The result was a commitment by the blog to highlight some of the best opportunities for investment from a particularly long list.  It will also bring to the attention of certain project initiators some of the worst project offerings.  Some projects should be pushed as they are good projects for all concerned.  Others should be pushed into the rubbish bin of wishful but financially retarded thinking.

As such, ad hoc, entries will appear over the coming weeks relating to the good, the bad (and some ugly) investment projects within the Odessa Oblast

This entry highlights an investment project that seems viable.

In 1999 the rail connection between Berezyne and Besarabyazka was dismantled for reasons that would seem politically rather unclear, if criminally somewhat more understandable.

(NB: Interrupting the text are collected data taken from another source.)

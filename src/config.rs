use serde::Deserialize;
use std::{fs, path::Path};
use anyhow::{ensure, Context, Result};

use crate::bridge::{BridgeConfig, SecurityLevel};

#[derive(Debug, Deserialize, Clone, Default)]
pub struct Config {
    #[serde(default)]
    pub ledger: LedgerConfig,
    #[serde(default)]
    pub mining: Mining,
    #[serde(default)]
    pub bridge: Bridge,
    #[serde(default)]
    pub storage: Storage,
    #[serde(default)]
    pub metrics: Metrics,
    #[serde(default)]
    pub logging: Logging,
}

#[derive(Debug, Deserialize, Clone)]
pub struct LedgerConfig {
    #[serde(default = "default_initial_difficulty")]
    pub initial_difficulty: u32,
    #[serde(default = "default_block_reward")]
    pub block_reward: u64,
    #[serde(default = "default_adjustment_interval")]
    pub difficulty_adjustment_interval: u64,
    #[serde(default = "default_target_block_time")]
    pub target_block_time: u64,
    /// User transactions per block; the reward transaction comes on top.
    #[serde(default = "default_max_txs")]
    pub max_transactions_per_block: usize,
    #[serde(default = "default_max_future")]
    pub max_future_block_time: u64,
}

impl Default for LedgerConfig {
    fn default() -> Self {
        Self {
            initial_difficulty: default_initial_difficulty(),
            block_reward: default_block_reward(),
            difficulty_adjustment_interval: default_adjustment_interval(),
            target_block_time: default_target_block_time(),
            max_transactions_per_block: default_max_txs(),
            max_future_block_time: default_max_future(),
        }
    }
}

impl LedgerConfig {
    /// Every block pays a positive reward transaction, so a zero reward
    /// would make an empty block unappendable.
    pub fn validate(&self) -> Result<()> {
        ensure!(self.block_reward > 0, "ledger.block_reward must be positive");
        Ok(())
    }
}

#[derive(Debug, Deserialize, Clone)]
pub struct Mining {
    #[serde(default)]
    pub enabled: bool,
    #[serde(default = "default_threads")]
    pub threads: usize,
    /// Hash attempts between stop-flag checks.
    #[serde(default = "default_batch")]
    pub batch_size: u64,
    #[serde(default)]
    pub reward_address: Option<String>,
}

impl Default for Mining {
    fn default() -> Self {
        Self { enabled: false, threads: default_threads(), batch_size: default_batch(), reward_address: None }
    }
}

#[derive(Debug, Deserialize, Clone)]
pub struct Bridge {
    #[serde(default = "default_bridge_id")]
    pub bridge_id: String,
    #[serde(default = "default_source_network")]
    pub source_network: String,
    #[serde(default = "default_target_network")]
    pub target_network: String,
    #[serde(default = "default_required_confirmations")]
    pub required_confirmations: u64,
    #[serde(default = "default_validator_threshold")]
    pub validator_threshold: usize,
    /// Percent of the transfer amount, e.g. `0.1` for 0.1 %.
    #[serde(default = "default_fee_percentage")]
    pub fee_percentage: f64,
    #[serde(default = "default_min_amount")]
    pub min_transfer_amount: u64,
    #[serde(default = "default_max_amount")]
    pub max_transfer_amount: u64,
    #[serde(default)]
    pub security_level: SecurityLevel,
    #[serde(default = "default_poll_interval")]
    pub poll_interval_secs: u64,
    #[serde(default = "default_stall_timeout")]
    pub stall_timeout_secs: u64,
    #[serde(default)]
    pub admin_token: Option<String>,
}

impl Default for Bridge {
    fn default() -> Self {
        Self {
            bridge_id: default_bridge_id(),
            source_network: default_source_network(),
            target_network: default_target_network(),
            required_confirmations: default_required_confirmations(),
            validator_threshold: default_validator_threshold(),
            fee_percentage: default_fee_percentage(),
            min_transfer_amount: default_min_amount(),
            max_transfer_amount: default_max_amount(),
            security_level: SecurityLevel::default(),
            poll_interval_secs: default_poll_interval(),
            stall_timeout_secs: default_stall_timeout(),
            admin_token: None,
        }
    }
}

impl Bridge {
    /// Immutable per-bridge parameters handed to the coordinator.
    pub fn bridge_config(&self) -> BridgeConfig {
        BridgeConfig {
            required_confirmations: self.required_confirmations,
            validator_threshold: self.validator_threshold,
            fee_basis_points: (self.fee_percentage * 100.0).round().max(0.0) as u64,
            min_transfer_amount: self.min_transfer_amount,
            max_transfer_amount: self.max_transfer_amount,
            security_level: self.security_level,
            stall_timeout_secs: self.stall_timeout_secs,
        }
    }
}

#[derive(Debug, Deserialize, Clone)]
pub struct Storage {
    #[serde(default = "default_storage_path")]
    pub path: String,
}

impl Default for Storage {
    fn default() -> Self {
        Self { path: default_storage_path() }
    }
}

#[derive(Debug, Deserialize, Clone)]
pub struct Metrics {
    #[serde(default)]
    pub enabled: bool,
    #[serde(default = "default_bind")]
    pub bind: String,
}

impl Default for Metrics {
    fn default() -> Self {
        Self { enabled: false, bind: default_bind() }
    }
}

#[derive(Debug, Deserialize, Clone)]
pub struct Logging {
    #[serde(default = "default_log_level")]
    pub level: String,
    #[serde(default)]
    pub json: bool,
}

impl Default for Logging {
    fn default() -> Self {
        Self { level: default_log_level(), json: false }
    }
}

fn default_initial_difficulty() -> u32 { 4 }
fn default_block_reward() -> u64 { 50 }
fn default_adjustment_interval() -> u64 { 10 }
fn default_target_block_time() -> u64 { 60 }
fn default_max_txs() -> usize { 100 }
fn default_max_future() -> u64 { 2 * 60 * 60 }
fn default_threads() -> usize { 4 }
fn default_batch() -> u64 { 4_096 }
fn default_bridge_id() -> String { "tessera-evm".into() }
fn default_source_network() -> String { "tessera".into() }
fn default_target_network() -> String { "evm".into() }
fn default_required_confirmations() -> u64 { 6 }
fn default_validator_threshold() -> usize { 3 }
fn default_fee_percentage() -> f64 { 0.1 }
fn default_min_amount() -> u64 { 1 }
fn default_max_amount() -> u64 { 1_000_000 }
fn default_poll_interval() -> u64 { 15 }
fn default_stall_timeout() -> u64 { 60 * 60 }
fn default_storage_path() -> String { "tessera_data".into() }
fn default_bind() -> String { "127.0.0.1:9100".into() }
fn default_log_level() -> String { "info".into() }

/// Read the TOML file at `p` and deserialize into `Config`.
///
/// # Errors
/// * Returns an anyhow::Error if the file cannot be read or parsed.
pub fn load<P: AsRef<Path>>(p: P) -> Result<Config> {
    let text = fs::read_to_string(&p)
        .with_context(|| format!("couldn't read config file {}", p.as_ref().display()))?;
    load_from_str(&text)
}

pub fn load_from_str(text: &str) -> Result<Config> {
    let cfg: Config = toml::from_str(text).context("invalid TOML in config file")?;
    cfg.ledger.validate()?;
    Ok(cfg)
}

The 1999 dismantling of this section of railway thus pushed goods moving between Moldova to and from the ports of Odessa via rail to go through the Kremlin sponsored enclave and smuggling haven of Transnistria, an area that falls beyond the direct control of Government Moldova.

As such the reconstruction of the Berezyne – Besarabyazka rail link would provide a goods rail link avoiding Transnistria entirely.

Accordingly any investor could be assured both Governments of Ukraine and Moldova would be very much in favour of using this reconstructed route for commodities such as coal, fertilizers, oil, black metals and iron ore.  Indeed, reading between the lines, it is almost assuredly the case that such commodities would be immediately rerouted once the new track is in place.

Such assurances would naturally bring about numerous obvious methods for generating a return on capital employed for any investor – whichever method is ultimately agreed with the Odessa Regional Administration (there is certainly a degree of flexibility to accommodate any investor within the ORA).

It is hardly a difficult task to monitor the track usage and tonnage transported when only Ukrzaliznytsia and Calea Feratadin Moldova (both State owned rail entities) will use the track.

As is often the case, investors see most risk in the construction phase of any project.  Indeed for really large investments such as PFI schemes it is common practice to refinance a project after the construction phase is completed and that risk is thus removed.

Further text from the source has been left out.